Stitch is designed to be driven by an LLM or agent. A typical pattern is:

  1. Add this to your system or tool prompt:

    You have access to a `stitch` tool. Do not use sed, awk, or cat.
    
    To edit a file, output a valid stitch block:
    
    @stitch <VERB> <filepath>[:<line_anchor>]
    - <expected_content (for UPDATE/DELETE)>
    + <new_content (for CREATE/UPDATE/APPEND)>
    @end
    
  2. Capture the @stitch block from the model’s response.

  3. Pipe it into the CLI:

    echo "$STITCH_BLOCK" | stitch --verbose
  4. Parse the JSON from stdout and decide whether to:

    • Mark the step as successful, or
    • Show the context_not_found diagnostics to the model and retry.

You can wrap this loop in any framework (OpenAI tools, LangGraph, MCP servers, etc.) using the JSON protocol described below.


The Stitch Block Format

Stitch uses a simple, token-efficient text format that works well inside Markdown blocks and model outputs.

Grammar

@stitch <VERB> <filepath>[:<line_anchor>]
- <expected_content (for UPDATE/DELETE)>
+ <new_content (for CREATE/UPDATE/APPEND)>
@end
  • VERB{CREATE, UPDATE, APPEND, DELETE}
  • filepath is a path on disk
  • line_anchor (optional) is a 1-based line number hint
  • - lines describe what you expect to see (for UPDATE/DELETE)
  • + lines describe what you want to write

Examples

Robust update

Stitch finds the expected line near line 10, even if it has moved a bit, then updates it:

@stitch UPDATE src/server.py:10
- app.run(host='0.0.0.0', port=80)
+ app.run(host='0.0.0.0', port=8080)
@end

Create a file

@stitch CREATE /etc/nginx/sites-available/my-app
+ server {
+   listen 80;
+   server_name my-app.com;
+ }
@end

Append to a file

@stitch APPEND /home/user/.bashrc
+ export DATABASE_URL="postgres://user:pass@host/db"
@end

Delete content

@stitch DELETE config.yaml:25
-   - deprecated_feature_flag
@end

JSON Protocol

Stitch reports every operation as JSON on stdout. This is meant to be consumed by agents.

Success

{
  "status": "success",
  "file": "src/server.py",
  "action": "update",
  "meta": {
    "requested_line": 10,
    "actual_line": 12,
    "drift_strategy": "search_window_hit",
    "drift_offset": 2
  }
}

Failure (for self-healing)

If the expected context isn’t found, Stitch returns what it did see so the agent can adjust:

{
  "status": "error",
  "reason": "context_not_found",
  "file": "src/server.py",
  "action": "update",
  "meta": {
    "requested_line": 10,
    "search_window": 5,
    "actual_content": "app.run(host='127.0.0.1', port=80)"
  }
}

Agents can feed actual_content back into the model and ask it to regenerate a corrected @stitch block.


CLI Usage

Stitch can read a block from a file or from stdin.

From a file:

stitch stitch.in

From stdin:

cat stitch.in | stitch

or inline:

echo "@stitch CREATE hello.txt
+ Hello World
@end" | stitch

Use --dry-run to validate without writing:

echo "$BLOCK" | stitch --dry-run

Development

This project is built with Rust.

Build from source

cargo build --release

The binary is produced at:

target/release/stitch

Note: The crate is named stitch-core, but the installed binary is named stitch to leave room for higher-level wrappers.

Run tests

cargo test

Integration tests cover all core verbs, drift correction, indentation handling, and dry-run behavior.


Roadmap

The core engine is complete and tested. Planned features include:

  • Syntax safety layer Integrate tree-sitter to parse the modified file’s AST. If a syntax error is introduced, reject the edit instead of writing broken code.

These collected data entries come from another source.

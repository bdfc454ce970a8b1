use chromiumoxide::element::Element as CrElement;

use crate::error::Result;

/// Wrapper around a chromiumoxide Element with the handful of native
/// interactions [`crate::cdp::CdpDriver`] needs.
pub struct Element {
    inner: CrElement,
}

impl Element {
    pub(crate) fn new(inner: CrElement) -> Self {
        Self { inner }
    }

    /// Click this element (scrolls into view first).
    pub async fn click(&self) -> Result<()> {
        self.inner.click().await?;
        Ok(())
    }

    /// Focus this element.
    pub async fn focus(&self) -> Result<()> {
        self.inner.focus().await?;
        Ok(())
    }

    /// Empty the element's value without firing key events.
    pub async fn clear(&self) -> Result<()> {
        self.inner
            .call_js_fn(
                "function() { if ('value' in this) { this.value = ''; } else { this.textContent = ''; } }",
                false,
            )
            .await?;
        Ok(())
    }

    /// Focus, clear, then type `text` key by key.
    pub async fn fill(&self, text: &str) -> Result<()> {
        self.focus().await?;
        self.clear().await?;
        self.inner.type_str(text).await?;
        Ok(())
    }

    /// Press a key on this element (e.g. "Enter", "Tab").
    pub async fn press_key(&self, key: &str) -> Result<()> {
        self.inner.press_key(key).await?;
        Ok(())
    }

    /// Scroll this element into view.
    pub async fn scroll_into_view(&self) -> Result<()> {
        self.inner.scroll_into_view().await?;
        Ok(())
    }

    /// Get the inner text of this element; empty when it has none.
    pub async fn inner_text(&self) -> Result<String> {
        Ok(self.inner.inner_text().await?.unwrap_or_default())
    }
}
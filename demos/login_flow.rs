//! Log in, then open a report from the side menu.
//!
//! Expects a `pageflow.toml` (or `$PAGEFLOW_CONFIG`) whose
//! `[test_settings.application]` points at the application and carries the
//! credentials, e.g. through `PAGEFLOW_USERNAME` / `PAGEFLOW_PASSWORD`.

use std::sync::Arc;

use pageflow::config;
use pageflow::{Error, Locator, PageContext, PageObject, Result, TestSuite};

struct LoginPage {
    ctx: PageContext,
    username: Locator,
    password: Locator,
    submit: Locator,
}

impl PageObject for LoginPage {
    fn create(ctx: PageContext) -> Result<Self> {
        Ok(Self {
            username: ctx.locator("input[name='username']"),
            password: ctx.locator("input[name='password']"),
            submit: ctx.locator("button[type='submit']"),
            ctx,
        })
    }
}

impl LoginPage {
    async fn open(&self) -> Result<&Self> {
        self.ctx.open("/login").await?;
        Ok(self)
    }

    async fn enter_username(&self, username: &str) -> Result<&Self> {
        self.username.fill_first_visible(username).await?;
        Ok(self)
    }

    async fn enter_password(&self, password: &str) -> Result<&Self> {
        self.password.fill_first_visible(password).await?;
        Ok(self)
    }

    async fn submit(&self) -> Result<Arc<HomePage>> {
        if !self.submit.click_only_visible().await? {
            // Some themes hide the button behind an overlay.
            self.submit.js_click().await?;
        }
        self.ctx.page::<HomePage>()
    }
}

struct HomePage {
    ctx: PageContext,
    greeting: Locator,
}

impl PageObject for HomePage {
    fn create(ctx: PageContext) -> Result<Self> {
        Ok(Self {
            greeting: ctx.locator(".greeting"),
            ctx,
        })
    }
}

impl HomePage {
    async fn greeting(&self) -> Result<String> {
        self.greeting.wait_for_visible().await?;
        self.greeting.text().await
    }

    fn side_menu(&self) -> Result<Arc<SideMenu>> {
        self.ctx.page::<SideMenu>()
    }
}

struct SideMenu {
    reports: Locator,
}

impl PageObject for SideMenu {
    fn create(ctx: PageContext) -> Result<Self> {
        Ok(Self {
            reports: ctx.locator("nav.side-menu a[href$='/reports']"),
        })
    }
}

impl SideMenu {
    async fn open_reports(&self) -> Result<&Self> {
        self.reports.click_first_visible().await?;
        Ok(self)
    }
}

async fn login_and_open_reports(suite: &TestSuite) -> Result<()> {
    let app = &suite.config().application;
    let (Some(username), Some(password)) = (app.username.clone(), app.password.clone()) else {
        return Err(Error::Config("username and password are required".into()));
    };

    let test = suite.start_test("demo::login_and_open_reports").await?;
    test.run(|ctx| async move {
        let home = ctx
            .page::<LoginPage>()?
            .open()
            .await?
            .enter_username(&username)
            .await?
            .enter_password(&password)
            .await?
            .submit()
            .await?;
        println!("{}", home.greeting().await?);
        home.side_menu()?.open_reports().await?;
        Ok::<_, Error>(())
    })
    .await
}

#[tokio::main]
async fn main() -> Result<()> {
    let suite = TestSuite::setup(config::config_path()).await?;
    let result = login_and_open_reports(&suite).await;
    suite.teardown().await?;
    result
}
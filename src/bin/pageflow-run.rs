//! pageflow-run: run a UI test suite with per-run overrides.
//!
//! ```bash
//! pageflow-run --env staging --headed --filter login
//! pageflow-run --browser chrome --workers 4 --report out/allure
//! pageflow-run --dry-run -- --nocapture
//! ```
//!
//! Flags become `PAGEFLOW_*` variables that the suite's configuration
//! loader picks up, and the run itself is a plain `cargo test`.

use std::path::PathBuf;
use std::process::ExitCode;

use clap::Parser;
use pageflow::config::{LoggingSettings, CONFIG_PATH_VAR, ENV_PREFIX};
use tracing::{error, info};

#[derive(Parser, Debug)]
#[command(name = "pageflow-run")]
#[command(author, version, about, long_about = None)]
struct Cli {
    /// Browser kind (chromium, chrome, msedge)
    #[arg(long)]
    browser: Option<String>,

    /// Target environment name, e.g. staging
    #[arg(long = "env")]
    environment: Option<String>,

    /// Only run tests whose name contains this string
    #[arg(short = 'k', long)]
    filter: Option<String>,

    /// Number of test threads
    #[arg(short = 'n', long, default_value_t = 1, value_parser = clap::value_parser!(u16).range(1..))]
    workers: u16,

    /// Show the browser window
    #[arg(long)]
    headed: bool,

    /// Results directory for report files
    #[arg(long)]
    report: Option<PathBuf>,

    /// Configuration file
    #[arg(short, long)]
    config: Option<PathBuf>,

    /// Print the command instead of running it
    #[arg(long)]
    dry_run: bool,

    /// Enable debug logging
    #[arg(short, long)]
    verbose: bool,

    /// Extra arguments for the test binary
    #[arg(last = true)]
    test_args: Vec<String>,
}

/// A fully resolved `cargo test` call.
#[derive(Debug, PartialEq, Eq)]
struct Invocation {
    program: String,
    args: Vec<String>,
    env: Vec<(String, String)>,
}

impl Invocation {
    fn from_cli(cli: &Cli) -> Self {
        let mut env = Vec::new();
        let mut set = |name: &str, value: String| env.push((format!("{ENV_PREFIX}{name}"), value));

        if let Some(browser) = &cli.browser {
            set("BROWSER", browser.clone());
        }
        if let Some(environment) = &cli.environment {
            set("ENVIRONMENT", environment.clone());
        }
        if cli.headed {
            set("HEADLESS", "false".into());
        }
        if let Some(dir) = &cli.report {
            set("RESULTS_DIR", dir.display().to_string());
        }
        if cli.verbose {
            set("LOG_LEVEL", "debug".into());
        }
        if let Some(path) = &cli.config {
            env.push((CONFIG_PATH_VAR.to_string(), path.display().to_string()));
        }

        let mut args = vec!["test".to_string()];
        if let Some(filter) = &cli.filter {
            args.push(filter.clone());
        }
        args.push("--".into());
        args.push(format!("--test-threads={}", cli.workers));
        args.extend(cli.test_args.iter().cloned());

        Self {
            program: "cargo".into(),
            args,
            env,
        }
    }

    /// Shell-style rendering for `--dry-run` and logs.
    fn render(&self) -> String {
        self.env
            .iter()
            .map(|(k, v)| format!("{k}={}", quote(v)))
            .chain(std::iter::once(self.program.clone()))
            .chain(self.args.iter().map(|a| quote(a)))
            .collect::<Vec<_>>()
            .join(" ")
    }
}

fn quote(arg: &str) -> String {
    if !arg.is_empty()
        && arg
            .chars()
            .all(|c| c.is_ascii_alphanumeric() || "-_=./:".contains(c))
    {
        arg.to_string()
    } else {
        format!("'{}'", arg.replace('\'', r"'\''"))
    }
}

#[tokio::main]
async fn main() -> ExitCode {
    let cli = Cli::parse();
    pageflow::logging::init(&LoggingSettings {
        level: if cli.verbose { "debug" } else { "info" }.into(),
        json: false,
    });

    let invocation = Invocation::from_cli(&cli);
    if cli.dry_run {
        println!("{}", invocation.render());
        return ExitCode::SUCCESS;
    }

    info!(command = %invocation.render(), "running tests");
    let status = tokio::process::Command::new(&invocation.program)
        .args(&invocation.args)
        .envs(invocation.env.iter().map(|(k, v)| (k, v)))
        .status()
        .await;

    match status {
        Ok(status) if status.success() => ExitCode::SUCCESS,
        Ok(status) => {
            error!(code = ?status.code(), "tests failed");
            ExitCode::from(status.code().map_or(1, |c| c.clamp(1, 255) as u8))
        }
        Err(e) => {
            error!(error = %e, "cannot start cargo");
            ExitCode::FAILURE
        }
    }
}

  • Expanded native bindings Ship first-class bindings and installers for Python and Node.js to make Stitch trivial to drop into existing agent frameworks.

  • Fuzzy matching for context For UPDATE/DELETE, if an exact match for expected_content isn’t found, use a diff algorithm (e.g., Myers diff) to find the closest match and apply the change when above a confidence threshold.

Contributions, integrations, and feedback from real agent workloads are very welcome!